= M Lin =

Chinese writer

M Lin is a Chinese writer living in the US. Her debut book, The Memory Museum, is scheduled for release by Graywolf Press in April 2026.

== Early life and education ==
Lin was born and raised in Beijing, China; her first language was Mandarin Chinese, though she wrote screenplays and stories in English. Her first encounter with literature was ancient Chinese poetry, which she had to learn how to recite for school.

Lin has a Bachelor of Fine Arts in Film from New York University and an Master of Fine Arts in Fiction from Brooklyn College.

== Career ==
After college, Lin wrote screenplays for six years, including a screenplay "about an unmarried woman's failed efforts to freeze her eggs," but none were produced. Writing in China, she felt unable to write about certain topics, such as the White Paper Protests, due to the threat of government repression. She then pivoted to fiction in late 2020 and began publishing short stories in English. During the COVID-19 pandemic, she began writing The Memory Museum.

In 2022, Lin won the Epiphany Breakout Writers Prize.

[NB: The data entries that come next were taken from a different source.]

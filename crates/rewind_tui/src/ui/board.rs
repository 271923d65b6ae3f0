//! Tic-tac-toe board rendering.

use crate::app::App;
use crate::input::Focus;
use ratatui::{
    layout::{Alignment, Constraint, Direction, Layout, Rect},
    style::{Color, Modifier, Style},
    widgets::{Block, Borders, Paragraph},
    Frame,
};
use rewind_tictactoe::{Player, Position, Square};

/// Renders the displayed board, highlighting the winning line and the cursor.
pub fn render_board(f: &mut Frame, area: Rect, app: &App) {
    let border_style = match app.focus() {
        Focus::Board => Style::default().fg(Color::Cyan),
        Focus::Moves => Style::default(),
    };
    let block = Block::default()
        .borders(Borders::ALL)
        .border_style(border_style)
        .title("Board");
    let inner = block.inner(area);
    f.render_widget(block, area);

    let board_area = center_rect(inner, 23, 11);
    let rows = Layout::default()
        .direction(Direction::Vertical)
        .constraints([
            Constraint::Length(3),
            Constraint::Length(1),
            Constraint::Length(3),
            Constraint::Length(1),
            Constraint::Length(3),
        ])
        .split(board_area);

    for row in 0..3 {
        render_row(f, rows[row * 2], app, row);
        if row < 2 {
            render_separator(f, rows[row * 2 + 1]);
        }
    }
}

fn render_row(f: &mut Frame, area: Rect, app: &App, row: usize) {
    let cols = Layout::default()
        .direction(Direction::Horizontal)
        .constraints([
            Constraint::Length(7),
            Constraint::Length(1),
            Constraint::Length(7),
            Constraint::Length(1),
            Constraint::Length(7),
        ])
        .split(area);

    for col in 0..3 {
        if let Some(pos) = Position::from_row_col(row, col) {
            render_square(f, cols[col * 2], app, pos);
        }
        if col < 2 {
            render_vertical_sep(f, cols[col * 2 + 1]);
        }
    }
}

fn render_square(f: &mut Frame, area: Rect, app: &App, pos: Position) {
    let palette = app.palette();
    let (text, mut style) = match app.store().current_board().get(pos) {
        Square::Empty => (
            format!("{}", pos.to_index() + 1),
            Style::default().fg(Color::DarkGray),
        ),
        Square::Occupied(Player::X) => (
            "X".to_string(),
            Style::default().fg(palette.x).add_modifier(Modifier::BOLD),
        ),
        Square::Occupied(Player::O) => (
            "O".to_string(),
            Style::default().fg(palette.o).add_modifier(Modifier::BOLD),
        ),
    };

    if app.store().winning_line().is_some_and(|line| line.contains(pos)) {
        style = style.bg(palette.highlight).fg(Color::Black);
    }
    if app.focus() == Focus::Board && pos == app.board_cursor() {
        style = style.add_modifier(Modifier::REVERSED);
    }

    // Pad so the mark sits on the middle line of the 3-line cell.
    let paragraph = Paragraph::new(format!("\n{}\n", text))
        .style(style)
        .alignment(Alignment::Center);
    f.render_widget(paragraph, area);
}

fn render_separator(f: &mut Frame, area: Rect) {
    let sep = Paragraph::new("─".repeat(area.width as usize))
        .style(Style::default().fg(Color::DarkGray));
    f.render_widget(sep, area);
}

fn render_vertical_sep(f: &mut Frame, area: Rect) {
    let sep = Paragraph::new("│\n│\n│")
        .style(Style::default().fg(Color::DarkGray))
        .alignment(Alignment::Center);
    f.render_widget(sep, area);
}

fn center_rect(area: Rect, width: u16, height: u16) -> Rect {
    let horizontal = Layout::default()
        .direction(Direction::Horizontal)
        .constraints([
            Constraint::Length((area.width.saturating_sub(width)) / 2),
            Constraint::Length(width),
            Constraint::Length((area.width.saturating_sub(width)) / 2),
        ])
        .split(area);
    Layout::default()
        .direction(Direction::Vertical)
        .constraints([
            Constraint::Length((area.height.saturating_sub(height)) / 2),
            Constraint::Length(height),
            Constraint::Length((area.height.saturating_sub(height)) / 2),
        ])
        .split(horizontal[1])[1]
}
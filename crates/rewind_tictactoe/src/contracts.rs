//! Contract-based validation for history mutations.
//!
//! Contracts define correctness through preconditions and postconditions:
//! {P(store, action)} action {Q(store)}.

use super::action::PlayError;
use super::history::HistoryStore;
use super::invariants::{HistoryInvariants, InvariantSet};
use super::rules::check_winner;
use super::Position;
use tracing::instrument;

/// A contract defines preconditions and postconditions for state transitions.
pub trait Contract<S, A> {
    /// Checks preconditions before applying the action.
    fn pre(state: &S, action: &A) -> Result<(), PlayError>;

    /// Checks postconditions after applying the action.
    fn post(after: &S) -> Result<(), PlayError>;
}

/// Precondition: the displayed board has no winner.
pub struct GameNotOver;

impl GameNotOver {
    /// Rejects moves on a won board.
    #[instrument(skip(store))]
    pub fn check(store: &HistoryStore) -> Result<(), PlayError> {
        match check_winner(store.current_board()) {
            Some(_) => Err(PlayError::GameOver),
            None => Ok(()),
        }
    }
}

/// Precondition: the target square is empty on the displayed board.
pub struct SquareIsEmpty;

impl SquareIsEmpty {
    /// Rejects moves onto an occupied square.
    #[instrument(skip(store))]
    pub fn check(store: &HistoryStore, position: Position) -> Result<(), PlayError> {
        if store.current_board().is_empty(position) {
            Ok(())
        } else {
            Err(PlayError::SquareOccupied(position))
        }
    }
}

/// Composite precondition: a move is legal if the game is open and the square is free.
pub struct LegalMove;

impl LegalMove {
    /// Validates all preconditions for a move.
    #[instrument(skip(store))]
    pub fn check(store: &HistoryStore, position: Position) -> Result<(), PlayError> {
        GameNotOver::check(store)?;
        SquareIsEmpty::check(store, position)?;
        Ok(())
    }
}

/// Contract for `HistoryStore::play`.
///
/// Preconditions:
/// - Displayed board has no winner
/// - Target square is empty
///
/// Postconditions:
/// - All [`HistoryInvariants`] hold
/// - The cursor sits on the tip
pub struct PlayContract;

impl Contract<HistoryStore, Position> for PlayContract {
    fn pre(store: &HistoryStore, position: &Position) -> Result<(), PlayError> {
        LegalMove::check(store, *position)
    }

    fn post(after: &HistoryStore) -> Result<(), PlayError> {
        HistoryInvariants::check_all(after).map_err(|violations| {
            let descriptions = violations
                .iter()
                .map(|v| v.description.as_str())
                .collect::<Vec<_>>()
                .join("; ");
            PlayError::InvariantViolation(format!("Postcondition failed: {}", descriptions))
        })?;

        if !after.is_at_tip() {
            return Err(PlayError::InvariantViolation(
                "Postcondition failed: cursor is not at the tip after a move".to_string(),
            ));
        }
        Ok(())
    }
}
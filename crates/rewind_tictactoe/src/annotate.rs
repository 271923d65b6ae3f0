//! Move annotation: which square a history entry filled, as a (row, col) label.

use super::action::HistoryError;
use super::position::{Coordinate, Position};
use super::types::Board;
use tracing::instrument;

/// Label for history entry 0, which has no move to annotate.
pub const GAME_START_LABEL: &str = "Go to game start";

/// Returns the square whose value differs between two consecutive boards.
///
/// Consecutive snapshots differ in exactly one square; if several differ,
/// the last one in row-major order is returned.
#[instrument(skip(prev, next))]
pub fn changed_position(prev: &Board, next: &Board) -> Option<Position> {
    Position::ALL
        .into_iter()
        .rev()
        .find(|pos| prev.get(*pos) != next.get(*pos))
}

/// Annotates move `move_number` (1-based) of `history` with its coordinate.
///
/// # Errors
///
/// Returns `HistoryError::IndexOutOfRange` for move 0 (the starting board)
/// and for any index past the end of history.
#[instrument(skip(history), fields(len = history.len()))]
pub fn annotate(history: &[Board], move_number: usize) -> Result<Coordinate, HistoryError> {
    let out_of_range = HistoryError::IndexOutOfRange {
        index: move_number,
        len: history.len(),
    };
    if move_number == 0 || move_number >= history.len() {
        return Err(out_of_range);
    }
    changed_position(&history[move_number - 1], &history[move_number])
        .map(Position::coordinate)
        .ok_or(out_of_range)
}
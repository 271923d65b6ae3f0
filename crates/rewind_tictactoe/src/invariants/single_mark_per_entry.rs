//! Snapshot invariant: each entry adds exactly one mark, alternating X and O.

use super::super::{HistoryStore, Player, Square};
use super::Invariant;

/// Invariant: entry 0 is empty, and entry `m` differs from entry `m - 1`
/// in exactly one square, which went from empty to the mark of move `m`.
///
/// Together these imply that squares are never cleared or overwritten and
/// that X and O alternate starting with X.
pub struct SingleMarkPerEntryInvariant;

impl Invariant<HistoryStore> for SingleMarkPerEntryInvariant {
    fn holds(store: &HistoryStore) -> bool {
        let history = &store.history;

        if let Some(first) = history.first()
            && first.occupied_count() != 0
        {
            return false;
        }

        history.windows(2).enumerate().all(|(i, pair)| {
            let expected = Square::Occupied(Player::for_move(i + 1));
            let mut changes = pair[0]
                .squares()
                .iter()
                .zip(pair[1].squares())
                .filter(|(before, after)| before != after);

            matches!(
                (changes.next(), changes.next()),
                (Some((Square::Empty, after)), None) if *after == expected
            )
        })
    }

    fn description() -> &'static str {
        "Each history entry adds exactly one mark for the player on turn"
    }
}
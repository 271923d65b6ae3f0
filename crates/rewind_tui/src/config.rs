//! Terminal UI configuration loaded from TOML.

use derive_getters::Getters;
use derive_more::{Display, Error};
use ratatui::style::Color;
use serde::{Deserialize, Serialize};
use std::path::{Path, PathBuf};
use std::str::FromStr;
use tracing::{debug, info, instrument};

/// Configuration for the terminal UI.
#[derive(Debug, Clone, PartialEq, Eq, Getters, Serialize, Deserialize)]
#[serde(default)]
pub struct TuiConfig {
    /// File that receives log output (the terminal is owned by the UI).
    log_file: PathBuf,

    /// `EnvFilter` directive used when `RUST_LOG` is not set.
    log_filter: String,

    /// Input poll interval in milliseconds.
    tick_rate_ms: u64,

    /// Board colors.
    theme: Theme,
}

/// Named colors for marks and highlights.
///
/// Values are anything ratatui's `Color` parses: names such as `"blue"`
/// or `"lightred"`, indices such as `"42"`, or hex such as `"#ff8800"`.
#[derive(Debug, Clone, PartialEq, Eq, Getters, Serialize, Deserialize)]
#[serde(default)]
pub struct Theme {
    /// Color of X marks.
    x_color: String,
    /// Color of O marks.
    o_color: String,
    /// Background of the winning line.
    highlight_color: String,
}

impl Default for TuiConfig {
    fn default() -> Self {
        Self {
            log_file: PathBuf::from("rewind.log"),
            log_filter: "info".to_string(),
            tick_rate_ms: 250,
            theme: Theme::default(),
        }
    }
}

impl Default for Theme {
    fn default() -> Self {
        Self {
            x_color: "blue".to_string(),
            o_color: "red".to_string(),
            highlight_color: "green".to_string(),
        }
    }
}

impl TuiConfig {
    /// Loads configuration from a TOML file.
    #[instrument(skip(path), fields(path = %path.as_ref().display()))]
    pub fn from_file(path: impl AsRef<Path>) -> Result<Self, ConfigError> {
        debug!("Loading config from file");
        let content = std::fs::read_to_string(path.as_ref())
            .map_err(|e| ConfigError::new(format!("Failed to read config file: {}", e)))?;

        let config: Self = toml::from_str(&content)
            .map_err(|e| ConfigError::new(format!("Failed to parse config: {}", e)))?;
        config.validate()?;

        info!(log_file = %config.log_file.display(), "Config loaded successfully");
        Ok(config)
    }

    /// Loads the file if it exists, otherwise returns defaults.
    #[instrument(skip(path), fields(path = %path.as_ref().display()))]
    pub fn load_or_default(path: impl AsRef<Path>) -> Result<Self, ConfigError> {
        if path.as_ref().exists() {
            Self::from_file(path)
        } else {
            info!("Config file not found, using defaults");
            Ok(Self::default())
        }
    }

    /// Replaces the log file path.
    pub fn with_log_file(mut self, log_file: PathBuf) -> Self {
        self.log_file = log_file;
        self
    }

    fn validate(&self) -> Result<(), ConfigError> {
        if self.tick_rate_ms == 0 {
            return Err(ConfigError::new("tick_rate_ms must be positive".to_string()));
        }
        self.theme.palette().map(|_| ())
    }
}

/// Parsed theme colors.
#[derive(Debug, Clone, Copy, PartialEq, Eq)]
pub struct Palette {
    /// Color of X marks.
    pub x: Color,
    /// Color of O marks.
    pub o: Color,
    /// Background of the winning line.
    pub highlight: Color,
}

impl Default for Palette {
    fn default() -> Self {
        Self {
            x: Color::Blue,
            o: Color::Red,
            highlight: Color::Green,
        }
    }
}

impl Theme {
    /// Parses the configured color names.
    pub fn palette(&self) -> Result<Palette, ConfigError> {
        Ok(Palette {
            x: parse_color("x_color", &self.x_color)?,
            o: parse_color("o_color", &self.o_color)?,
            highlight: parse_color("highlight_color", &self.highlight_color)?,
        })
    }
}

#[track_caller]
fn parse_color(field: &str, value: &str) -> Result<Color, ConfigError> {
    Color::from_str(value)
        .map_err(|_| ConfigError::new(format!("Invalid color for {}: {:?}", field, value)))
}

/// Configuration error.
#[derive(Debug, Clone, Display, Error)]
#[display("Config error: {} at {}:{}", message, file, line)]
pub struct ConfigError {
    /// Error message.
    pub message: String,
    /// Line number where error occurred.
    pub line: u32,
    /// Source file where error occurred.
    pub file: &'static str,
}

impl ConfigError {
    /// Creates a new configuration error.
    #[track_caller]
    pub fn new(message: String) -> Self {
        let loc = std::panic::Location::caller();
        Self {
            message,
            line: loc.line(),
            file: loc.file(),
        }
    }
}
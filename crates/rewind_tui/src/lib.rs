//! Terminal UI for rewind_tictactoe.
//!
//! The [`App`] owns a [`rewind_tictactoe::HistoryStore`], translates key
//! presses into store calls, and redraws whenever the store reports a change.

#![warn(missing_docs)]
#![forbid(unsafe_code)]

mod app;
mod cli;
mod config;
mod input;
mod logging;
mod terminal;
pub mod ui;

pub use app::App;
pub use cli::Cli;
pub use config::{ConfigError, Palette, Theme, TuiConfig};
pub use input::{command_for, move_cursor, Command, Focus};
pub use logging::init_tracing;
pub use terminal::run;
//! First-class action types for tic-tac-toe.
//!
//! A move is a domain event: the player whose turn it is placing a mark.
//! The errors here cover everything the history store can reject.

use super::{Player, Position};
use serde::{Deserialize, Serialize};

/// A move in tic-tac-toe: a player placing their mark at a position.
#[derive(Debug, Clone, Copy, PartialEq, Eq, Hash, Serialize, Deserialize)]
pub struct Move {
    /// The player making the move.
    pub player: Player,
    /// The position where the player places their mark.
    pub position: Position,
}

impl Move {
    /// Creates a new move.
    pub fn new(player: Player, position: Position) -> Self {
        Self { player, position }
    }

    /// Returns the player making this move.
    pub fn player(&self) -> Player {
        self.player
    }

    /// Returns the position of this move.
    pub fn position(&self) -> Position {
        self.position
    }
}

impl std::fmt::Display for Move {
    fn fmt(&self, f: &mut std::fmt::Formatter<'_>) -> std::fmt::Result {
        write!(f, "{} -> {}", self.player, self.position.label())
    }
}

/// Error that can occur when playing a move.
#[derive(Debug, Clone, PartialEq, Eq, derive_more::Display)]
pub enum PlayError {
    /// The square at the position is already occupied.
    #[display("Square {} is already occupied", _0)]
    SquareOccupied(Position),

    /// The displayed board already has a winner.
    #[display("Game is already over")]
    GameOver,

    /// A raw cell index outside 0-8.
    #[display("Cell index {} is out of bounds (must be 0-8)", _0)]
    OutOfBounds(usize),

    /// An invariant was violated (postcondition failure).
    #[display("Invariant violation: {}", _0)]
    InvariantViolation(String),
}

impl std::error::Error for PlayError {}

/// Error that can occur when navigating history.
#[derive(Debug, Clone, PartialEq, Eq, derive_more::Display)]
pub enum HistoryError {
    /// The requested history entry does not exist.
    #[display("Move index {} is out of range (history has {} entries)", index, len)]
    IndexOutOfRange {
        /// Requested entry.
        index: usize,
        /// Number of entries in history.
        len: usize,
    },
}

impl std::error::Error for HistoryError {}

#[cfg(test)]
mod tests {
    use super::*;

    #[test]
    fn test_error_messages() {
        assert_eq!(
            PlayError::SquareOccupied(Position::Center).to_string(),
            "Square Center is already occupied"
        );
        assert_eq!(PlayError::GameOver.to_string(), "Game is already over");
        assert_eq!(
            HistoryError::IndexOutOfRange { index: 4, len: 3 }.to_string(),
            "Move index 4 is out of range (history has 3 entries)"
        );
    }

    #[test]
    fn test_move_display() {
        let mv = Move::new(Player::O, Position::BottomLeft);
        assert_eq!(mv.to_string(), "O -> Bottom-left");
    }
}
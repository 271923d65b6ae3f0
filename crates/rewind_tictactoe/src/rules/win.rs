//! Win detection logic for tic-tac-toe.

use super::super::{Board, Player, Position, Square};
use serde::{Deserialize, Serialize};
use tracing::instrument;

/// The eight winning triples, in the order they are checked.
pub const LINES: [[Position; 3]; 8] = [
    // Rows
    [Position::TopLeft, Position::TopCenter, Position::TopRight],
    [Position::MiddleLeft, Position::Center, Position::MiddleRight],
    [Position::BottomLeft, Position::BottomCenter, Position::BottomRight],
    // Columns
    [Position::TopLeft, Position::MiddleLeft, Position::BottomLeft],
    [Position::TopCenter, Position::Center, Position::BottomCenter],
    [Position::TopRight, Position::MiddleRight, Position::BottomRight],
    // Diagonals
    [Position::TopLeft, Position::Center, Position::BottomRight],
    [Position::TopRight, Position::Center, Position::BottomLeft],
];

/// Three in a row: the winning mark and the squares that form the line.
#[derive(Debug, Clone, Copy, PartialEq, Eq, Hash, Serialize, Deserialize)]
pub struct WinningLine {
    /// The player owning all three squares.
    pub player: Player,
    /// The three squares, in line order.
    pub positions: [Position; 3],
}

impl WinningLine {
    /// Returns true if `pos` is part of the line.
    pub fn contains(&self, pos: Position) -> bool {
        self.positions.contains(&pos)
    }
}

/// Checks if there is a winner on the board.
///
/// Returns the first line (rows, then columns, then diagonals) whose
/// three squares hold the same mark, or `None`.
#[instrument(skip(board))]
pub fn check_winner(board: &Board) -> Option<WinningLine> {
    for positions in LINES {
        let [a, b, c] = positions;
        let sq = board.get(a);
        if sq != Square::Empty && sq == board.get(b) && sq == board.get(c) {
            return sq.player().map(|player| WinningLine { player, positions });
        }
    }

    None
}

#[cfg(test)]
mod tests {
    use super::*;

    #[test]
    fn test_no_winner_empty_board() {
        let board = Board::new();
        assert_eq!(check_winner(&board), None);
    }

    #[test]
    fn test_winner_top_row() {
        let mut board = Board::new();
        board.set(Position::TopLeft, Square::Occupied(Player::X));
        board.set(Position::TopCenter, Square::Occupied(Player::X));
        board.set(Position::TopRight, Square::Occupied(Player::X));
        let line = check_winner(&board).expect("top row wins");
        assert_eq!(line.player, Player::X);
        assert_eq!(
            line.positions,
            [Position::TopLeft, Position::TopCenter, Position::TopRight]
        );
    }

    #[test]
    fn test_every_line_detected() {
        for line in LINES {
            for player in [Player::X, Player::O] {
                let mut board = Board::new();
                for pos in line {
                    board.set(pos, Square::Occupied(player));
                }
                assert_eq!(
                    check_winner(&board),
                    Some(WinningLine {
                        player,
                        positions: line
                    })
                );
            }
        }
    }

    #[test]
    fn test_first_line_takes_priority() {
        // X holds both the top row and the left column.
        let mut board = Board::new();
        for pos in [
            Position::TopLeft,
            Position::TopCenter,
            Position::TopRight,
            Position::MiddleLeft,
            Position::BottomLeft,
        ] {
            board.set(pos, Square::Occupied(Player::X));
        }
        let line = check_winner(&board).expect("winner");
        assert_eq!(line.positions, LINES[0]);
    }

    #[test]
    fn test_mixed_line_is_not_a_win() {
        let mut board = Board::new();
        board.set(Position::TopLeft, Square::Occupied(Player::X));
        board.set(Position::Center, Square::Occupied(Player::O));
        board.set(Position::BottomRight, Square::Occupied(Player::X));
        assert_eq!(check_winner(&board), None);
    }

    #[test]
    fn test_contains() {
        let line = WinningLine {
            player: Player::O,
            positions: LINES[6],
        };
        assert!(line.contains(Position::Center));
        assert!(!line.contains(Position::TopRight));
    }
}
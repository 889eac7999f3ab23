#![deny(missing_docs)]
#![doc = env!("CARGO_PKG_DESCRIPTION")]

/// Error types for I/O operations.
pub mod error;

/// High-level image reading and writing functions.
///
/// Images are always exchanged as 8-bit RGBA, see [`functional::read_image_rgba8`].
pub mod functional;

pub use crate::error::IoError;
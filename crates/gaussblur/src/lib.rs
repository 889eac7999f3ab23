#![doc = include_str!("../README.md")]

#[doc(inline)]
pub use gaussblur_image as image;

#[doc(inline)]
pub use gaussblur_imgproc as imgproc;

#[doc(inline)]
pub use gaussblur_io as io;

In 2023, Lin won the Ploughshares Emerging Writer's Contest for her story "野火烧不尽/no prairie fire can destroy all the weeds," which was selected by Gish Jen. Jen called it a "gutsy and ambitious story ... chronicling the 2022 protests to China's COVID-19 policies—a project fraught with not only political risks but artistic risks, too." In the same year, Lin won the PEN/Robert J. Dau Short Story Prize for Emerging Writers, judged by Venita Blackburn, Richard Chiem, and Dantiel T. Moniz, for her short story, "Magic, or Something Less Assuring," which was originally published in Epiphany. The story had been written for her first MFA workshop. She also won the swamp pink Fiction Prize for her short story, "Shangri-La."

Lin has taught at the Gotham Writers' Workshop.